The staff at the Contagious Disease Hospital were kind. The Residents visited me daily after their rounds on the diphtheria, scarlet fever and whooping cough downstairs. One found an old radio that brought in a morning station when the weather was right. On these days I followed the soap operas, listening attentively to every word, living and dying with each crisis. One nurse brought extra food on the trays, a second piece of bread and a glass of cream instead of milk. For Thanksgiving I had two glasses of cream as well as turkey. I gained weight.
In a few days, I risked a visit from the superintendent by using the telephone to call a University of Chicago nurse I knew. I asked for slippers and toilet articles and magazines. She sent the things over and I could last a few more days.
Chickenpox was supposed to be a laughingly mild disease. It turned out to be uncomfortable and nasty. There was no treatment to hurry the scabs, or keep them from forming in the first place. One Resident brought up a bottle of Tincture of Merthiolate and suggested I paint each blistery spot. "Who knows," he said, "it might do some good."
I was covered with spots, and I whiled away a few hours in the painting. I could not see myself. Anyhow, my sense of humor was entirely gone, and I was not a bit amused at the startled looks on the faces of the occupants of the elevator.
The front of that elevator was clear glass. I could hear the grind of gears on the floor below and soon learned to expect any kind of head about 10 feet beyond the foot of my bed.

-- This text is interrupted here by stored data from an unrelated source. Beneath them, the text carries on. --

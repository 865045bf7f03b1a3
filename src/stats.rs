// SPDX-License-Identifier: Apache-2.0

use std::fmt;

use serde::Serialize;

#[derive(Debug, Clone, Default, PartialEq, Eq, Serialize)]
pub struct BvStats {
    pub conflicts: u64,
    /// Disequalities witnessed by a statically complementary bit pair.
    pub diseq_static: u64,
    /// Disequalities expanded into a bit-difference clause.
    pub diseq_dynamic: u64,
    pub bit2core: u64,
    pub th2core_eq: u64,
}

impl fmt::Display for BvStats {
    fn fmt(&self, f: &mut fmt::Formatter<'_>) -> fmt::Result {
        writeln!(f, "bv conflicts: {}", self.conflicts)?;
        writeln!(f, "bv diseqs: {}", self.diseq_static)?;
        writeln!(f, "bv dynamic diseqs: {}", self.diseq_dynamic)?;
        writeln!(f, "bv bit2core: {}", self.bit2core)?;
        writeln!(f, "bv->core eq: {}", self.th2core_eq)
    }
}
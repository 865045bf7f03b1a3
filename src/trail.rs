// SPDX-License-Identifier: Apache-2.0

//! Scoped undo log. Actions are recorded as they happen and replayed in
//! reverse when a scope is popped; the theory interprets each action.

use crate::literal::BoolVar;
use crate::term::TermId;
use crate::var_store::TheoryVar;

#[derive(Debug, Clone, PartialEq, Eq)]
pub enum UndoAction {
    /// Delete the atom created for this boolean variable.
    RemoveAtom(BoolVar),
    /// Cut a bit atom's occurrence list back to `len` entries.
    TruncateOccurrences { atom: BoolVar, len: usize },
    /// Split `child` back out of the class it was merged into.
    Unmerge { child: TheoryVar },
    /// Clear the flag recording that some term was not blasted.
    ClearApproximated,
    /// Forget the literal cached for a predicate term.
    ForgetAtomTerm(TermId),
    /// The definition clauses of this order atom were dropped with the scope.
    ClearOrderAxioms(BoolVar),
}

#[derive(Debug, Clone, Copy, PartialEq, Eq)]
struct ScopeMark {
    trail_len: usize,
    num_vars: usize,
}

#[derive(Debug, Default)]
pub struct Trail {
    actions: Vec<UndoAction>,
    scopes: Vec<ScopeMark>,
}

impl Trail {
    pub fn push(&mut self, action: UndoAction) {
        self.actions.push(action);
    }

    /// Opens a scope; `num_vars` is the theory variable count to restore
    /// when it is popped.
    pub fn push_scope(&mut self, num_vars: usize) {
        self.scopes.push(ScopeMark {
            trail_len: self.actions.len(),
            num_vars,
        });
    }

    pub fn num_scopes(&self) -> usize {
        self.scopes.len()
    }

    /// Closes `num_scopes` scopes. Returns the actions to undo, most recent
    /// first, and the variable count at the outermost popped scope (`None`
    /// when nothing was popped).
    pub fn pop_scope(&mut self, num_scopes: usize) -> (Vec<UndoAction>, Option<usize>) {
        if num_scopes == 0 {
            return (Vec::new(), None);
        }
        assert!(
            num_scopes <= self.scopes.len(),
            "popping {} scopes with only {} open",
            num_scopes,
            self.scopes.len()
        );
        let target = self.scopes.len() - num_scopes;
        let mark = self.scopes[target];
        self.scopes.truncate(target);
        let mut undo = self.actions.split_off(mark.trail_len);
        undo.reverse();
        (undo, Some(mark.num_vars))
    }

    pub fn len(&self) -> usize {
        self.actions.len()
    }

    pub fn is_empty(&self) -> bool {
        self.actions.is_empty()
    }
}
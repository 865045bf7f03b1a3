// SPDX-License-Identifier: Apache-2.0

//! Explanations the theory hands to the core together with an assignment or
//! a conflict.

use std::fmt;

use crate::literal::Literal;
use crate::term::TermId;

#[derive(Debug, Clone, PartialEq, Eq)]
pub enum BvJustification {
    /// `consequent` holds because `lhs` and `rhs` are merged and the same
    /// bit of the other term is already `antecedent`.
    BitEq {
        lhs: TermId,
        rhs: TermId,
        consequent: Literal,
        antecedent: Literal,
    },
    /// `lhs == rhs` because both are fully assigned to the same value.
    /// `bits` holds every non-constant bit of both terms in the polarity
    /// that was true when the equality was found.
    FixedEq {
        lhs: TermId,
        rhs: TermId,
        bits: Vec<Literal>,
    },
}

impl BvJustification {
    /// Literals that must be marked during conflict resolution.
    pub fn antecedent_literals(&self) -> Vec<Literal> {
        match self {
            BvJustification::BitEq { antecedent, .. } => {
                if antecedent.is_constant() {
                    Vec::new()
                } else {
                    vec![*antecedent]
                }
            }
            BvJustification::FixedEq { bits, .. } => bits.clone(),
        }
    }

    /// Term equalities the explanation depends on.
    pub fn antecedent_equalities(&self) -> Vec<(TermId, TermId)> {
        match self {
            BvJustification::BitEq { lhs, rhs, .. } => vec![(*lhs, *rhs)],
            BvJustification::FixedEq { .. } => Vec::new(),
        }
    }

    pub fn name(&self) -> &'static str {
        match self {
            BvJustification::BitEq { .. } => "bv-bit-eq",
            BvJustification::FixedEq { .. } => "bv-fixed-eq",
        }
    }
}

impl fmt::Display for BvJustification {
    fn fmt(&self, f: &mut fmt::Formatter<'_>) -> fmt::Result {
        match self {
            BvJustification::BitEq {
                lhs,
                rhs,
                consequent,
                antecedent,
            } => write!(
                f,
                "{}: {} because {} and {} = {}",
                self.name(),
                consequent,
                antecedent,
                lhs,
                rhs
            ),
            BvJustification::FixedEq { lhs, rhs, bits } => {
                let bits: Vec<String> = bits.iter().map(|l| l.to_string()).collect();
                write!(f, "{}: {} = {} by [{}]", self.name(), lhs, rhs, bits.join(", "))
            }
        }
    }
}

#[cfg(test)]
mod tests {
    use super::*;
    use crate::literal::BoolVar;
    use pretty_assertions::assert_eq;

    #[test]
    fn test_bit_eq_skips_constant_antecedent() {
        let js = BvJustification::BitEq {
            lhs: TermId(1),
            rhs: TermId(2),
            consequent: Literal::positive(BoolVar(4)),
            antecedent: Literal::TRUE,
        };
        assert!(js.antecedent_literals().is_empty());
        assert_eq!(js.antecedent_equalities(), vec![(TermId(1), TermId(2))]);
        assert_eq!(js.to_string(), "bv-bit-eq: b4 because true and #1 = #2");
    }

    #[test]
    fn test_fixed_eq_marks_all_bits() {
        let bits = vec![
            Literal::positive(BoolVar(3)),
            Literal::negative(BoolVar(5)),
        ];
        let js = BvJustification::FixedEq {
            lhs: TermId(0),
            rhs: TermId(7),
            bits: bits.clone(),
        };
        assert_eq!(js.antecedent_literals(), bits);
        assert!(js.antecedent_equalities().is_empty());
    }
}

The first winter storm moaned around the building and blew snow against the glass panes. Workmen rode up to fix pipes and vents and windows. I was more or less prepared for the elevator's arrival when it emptied a class of medical students and the professor one morning. None of the group had seen a case of chickenpox. They were also amazed because the patient they were observing had been their instructor at the Maternity Center, the one who had sneezed at them. The professor was disgusted when he saw the bright pink Merthiolate. His typical picture was spoiled. I was unfit even for a demonstration!
I lay in bed until every black scab dropped off. Only then was I considered non-infectious and ready for dismissal. Only then would I be allowed back in the Maternity Center.